# Lucky me



## jnott5 (Oct 9, 2012)

Hi.... recently diagnosed with Graves Disease (Aug 25th) and found this site and so thankful for all the people who share their stories, advice , fears....good to know I am not alone... Went to primary for heart palpitations (52 year old active male) and they took blood...called few days later with diagnosis and script to see Endo...on beta blockers etc.. went to Endo who discussed the options and decided to start on 10 mg/day of Methimazole. Also had the RAIU which showed 56% after 24 hours and a normal ultrasound. I have been on the Methamazole three weeks when I got a sore throat this Sunday into Monday (yesterday) and feared the worse...ended up getting blood work that was normal so I am ok to continue with treatment... Just came here to ramble a bit and get things off my chest. It is more difficult to have your family understand some of the things that I am going through. My primary told my wife that when he first saw the results that I must have been feeling really horrible and just not letting on. However, other than the heart palpitations I felt great. Since then I have had some rough days/moments... sometimes it feels like my body is racing inside.. sleep issues..weight loss (12 pounds in two weeks). This is a very bizarre disease in terms of the different ways I can feel at different times. I play a lot of competive golf and I played a 27 hole (big money) tournament three days after starting my medicine. I don't know how I even played with the tremors I had and how sick I felt. I am more mad than anyhting right now. Thanks for listening.

TSH .01 (.4 - 4.5)
T4 Free 3.1 (.8 - 1.8)


----------



## webster2 (May 19, 2011)

Welcome! You have found the correct community for suppport and help. It is a very bizarre disease, and those that don't have it, don't quite understand even if they try! My poor husband went through the mill with me. All good now!

I wish you all the best. Did the endo suggest a treatment plan?

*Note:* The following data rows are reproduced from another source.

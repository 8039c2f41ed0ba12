//! Common errors and constants for firebrowse
//!
//! This crate provides the error taxonomy and process-level constants shared by
//! every firebrowse component.

pub mod sanitizer;
pub mod telemetry;

use thiserror::Error;

/// Core error types for firebrowse operations
///
/// Variants fall into two families. Configuration errors stop the program
/// before any network activity; data access errors surface from the fetch and
/// count round-trips. See [`FireError::is_configuration`].
#[derive(Error, Debug)]
pub enum FireError {
    #[error("{0} environment variable is required")]
    MissingEnv(String),

    #[error("Failed to read credentials file {path}: {source}")]
    CredentialsRead {
        path: String,
        #[source]
        source: std::io::Error,
    },

    #[error("Invalid credentials file: {0}")]
    CredentialsParse(String),

    #[error("Invalid configuration: {0}")]
    ConfigError(String),

    #[error("Invalid collection path '{path}': {reason}")]
    InvalidCollectionPath { path: String, reason: String },

    #[error("Authentication failed: {0}")]
    Auth(String),

    #[error("Network error: {0}")]
    Network(String),

    #[error("{status} {code}: {message}")]
    Api {
        status: u16,
        code: String,
        message: String,
    },

    #[error("Unexpected response from Firestore: {0}")]
    Decode(String),

    #[error("IO error: {0}")]
    IoError(#[from] std::io::Error),

    #[error("JSON error: {0}")]
    JsonError(#[from] serde_json::Error),
}

impl FireError {
    /// True for errors raised while loading configuration or credentials.
    ///
    /// These are fatal and map to [`EXIT_ERROR`]. Everything else is a data
    /// access error, reported without changing the exit code.
    pub fn is_configuration(&self) -> bool {
        matches!(
            self,
            FireError::MissingEnv(_)
                | FireError::CredentialsRead { .. }
                | FireError::CredentialsParse(_)
                | FireError::ConfigError(_)
        )
    }
}

/// Result type alias
pub type Result<T> = std::result::Result<T, FireError>;

/// Exit code constants
pub const EXIT_SUCCESS: i32 = 0;
pub const EXIT_ERROR: i32 = 1;
pub const EXIT_USAGE: i32 = 2;

#[cfg(test)]
mod tests {
    use super::*;

    #[test]
    fn test_missing_env_message() {
        let err = FireError::MissingEnv("GOOGLE_APPLICATION_CREDENTIALS".to_string());
        assert_eq!(
            err.to_string(),
            "GOOGLE_APPLICATION_CREDENTIALS environment variable is required"
        );
        assert!(err.is_configuration());
    }

    #[test]
    fn test_api_error_message() {
        let err = FireError::Api {
            status: 403,
            code: "PERMISSION_DENIED".to_string(),
            message: "Missing or insufficient permissions.".to_string(),
        };
        assert_eq!(
            err.to_string(),
            "403 PERMISSION_DENIED: Missing or insufficient permissions."
        );
        assert!(!err.is_configuration());
    }

    #[test]
    fn test_classification() {
        assert!(FireError::CredentialsParse("bad".into()).is_configuration());
        assert!(FireError::ConfigError("bad".into()).is_configuration());
        assert!(!FireError::Network("down".into()).is_configuration());
        assert!(!FireError::Decode("garbage".into()).is_configuration());
        assert!(!FireError::Auth("rejected".into()).is_configuration());
    }
}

Hang in there, it does get better!


----------



## jnott5 (Oct 9, 2012)

Yes...my Endo has me on 10mg a day. I go back in January with new blood work. Hopefully can start leveling off my hyper. Also satying on the beta blocker for now. Does help with the racing heart. Thanks


----------



## Lovlkn (Dec 20, 2009)

jnott5 said:


> Yes...my Endo has me on 10mg a day. I go back in January with new blood work. Hopefully can start leveling off my hyper. Also satying on the beta blocker for now. Does help with the racing heart. Thanks


Start looking for a new doctor. You need to be tested every 4 weeks until your levels are normal and stable.

You will likely need dose reductions along the way.

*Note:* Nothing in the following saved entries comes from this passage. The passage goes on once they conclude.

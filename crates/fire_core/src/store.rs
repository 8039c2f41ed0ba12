//! The document store seam
//!
//! [`crate::firestore::FirestoreClient`] is the production implementation.

use crate::model::Document;
use async_trait::async_trait;
use fire_common::Result;

/// Read-only access to a document database
#[async_trait]
pub trait DocumentStore {
    /// Fetch up to `limit` documents from `collection`, in server order
    async fn fetch(&self, collection: &str, limit: u32) -> Result<Vec<Document>>;

    /// Server-side count of every document in `collection`
    async fn count(&self, collection: &str) -> Result<u64>;
}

You need to insist that they run FT-4 and FT-3 on you every time and ONLY dose from those. Your TSH is not a reliable test and mainly diagnostic although most doctors do use it to dose from.

Some people never stabilize - I never did and after 4.5 years of monthly lab's I gave up and had my thyroid removed. Knowing what I know today I would have given it 18 months and then had it removed.

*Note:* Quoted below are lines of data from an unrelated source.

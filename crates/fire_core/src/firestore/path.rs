//! Collection path parsing
//!
//! `products` names a root collection, `users/alice/orders` a subcollection of
//! the document `users/alice`.

use fire_common::{FireError, Result};

#[derive(Debug, Clone, PartialEq, Eq)]
pub struct CollectionPath {
    /// Parent document path, `None` for root collections
    parent: Option<String>,
    collection_id: String,
}

impl CollectionPath {
    pub fn parse(raw: &str) -> Result<Self> {
        let invalid = |reason: &str| FireError::InvalidCollectionPath {
            path: raw.to_string(),
            reason: reason.to_string(),
        };

        let trimmed = raw.trim().trim_matches('/');
        if trimmed.is_empty() {
            return Err(invalid("path is empty"));
        }

        let segments: Vec<&str> = trimmed.split('/').collect();
        for segment in &segments {
            if segment.is_empty() {
                return Err(invalid("path contains an empty segment"));
            }
            if *segment == "." || *segment == ".." {
                return Err(invalid("'.' and '..' are not valid ids"));
            }
            if segment.len() >= 4 && segment.starts_with("__") && segment.ends_with("__") {
                return Err(invalid("ids of the form __id__ are reserved"));
            }
            if segment.contains(|c: char| c == '?' || c == '#') {
                return Err(invalid("ids cannot contain '?' or '#'"));
            }
        }

        if segments.len() % 2 == 0 {
            return Err(invalid(
                "a collection path needs an odd number of segments",
            ));
        }

        let (collection_id, parent) = match segments.split_last() {
            Some((last, rest)) => (last.to_string(), rest),
            None => return Err(invalid("path is empty")),
        };

        Ok(Self {
            parent: (!parent.is_empty()).then(|| parent.join("/")),
            collection_id,
        })
    }

    pub fn collection_id(&self) -> &str {
        &self.collection_id
    }

    pub fn parent(&self) -> Option<&str> {
        self.parent.as_deref()
    }

    /// URL of the parent resource under `documents_root`
    pub fn parent_url(&self, documents_root: &str) -> String {
        match &self.parent {
            Some(parent) => format!("{}/{}", documents_root, parent),
            None => documents_root.to_string(),
        }
    }
}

I'm no doctor - I've lived it and speak only from experience.


----------



## webster2 (May 19, 2011)

Oh yeah, January is too long to wait, and too many things could change between now & then.


----------



## Andros (Aug 26, 2009)

jnott5 said:


> Hi.... recently diagnosed with Graves Disease (Aug 25th) and found this site and so thankful for all the people who share their stories, advice , fears....good to know I am not alone... Went to primary for heart palpitations (52 year old active male) and they took blood...called few days later with diagnosis and script to see Endo...on beta blockers etc.. went to Endo who discussed the options and decided to start on 10 mg/day of Methimazole. Also had the RAIU which showed 56% after 24 hours and a normal ultrasound. I have been on the Methamazole three weeks when I got a sore throat this Sunday into Monday (yesterday) and feared the worse...ended up getting blood work that was normal so I am ok to continue with treatment... Just came here to ramble a bit and get things off my chest. It is more difficult to have your family understand some of the things that I am going through. My primary told my wife that when he first saw the results that I must have been feeling really horrible and just not letting on. However, other than the heart palpitations I felt great. Since then I have had some rough days/moments... sometimes it feels like my body is racing inside.. sleep issues..weight loss (12 pounds in two weeks). This is a very bizarre disease in terms of the different ways I can feel at different times. I play a lot of competive golf and I played a 27 hole (big money) tournament three days after starting my medicine. I don't know how I even played with the tremors I had and how sick I felt. I am more mad than anyhting right now. Thanks for listening.
> 
> TSH .01 (.4 - 4.5)
> T4 Free 3.1 (.8 - 1.8)












Total bummer from one Grave's person to another. I am going to be straight up w/you.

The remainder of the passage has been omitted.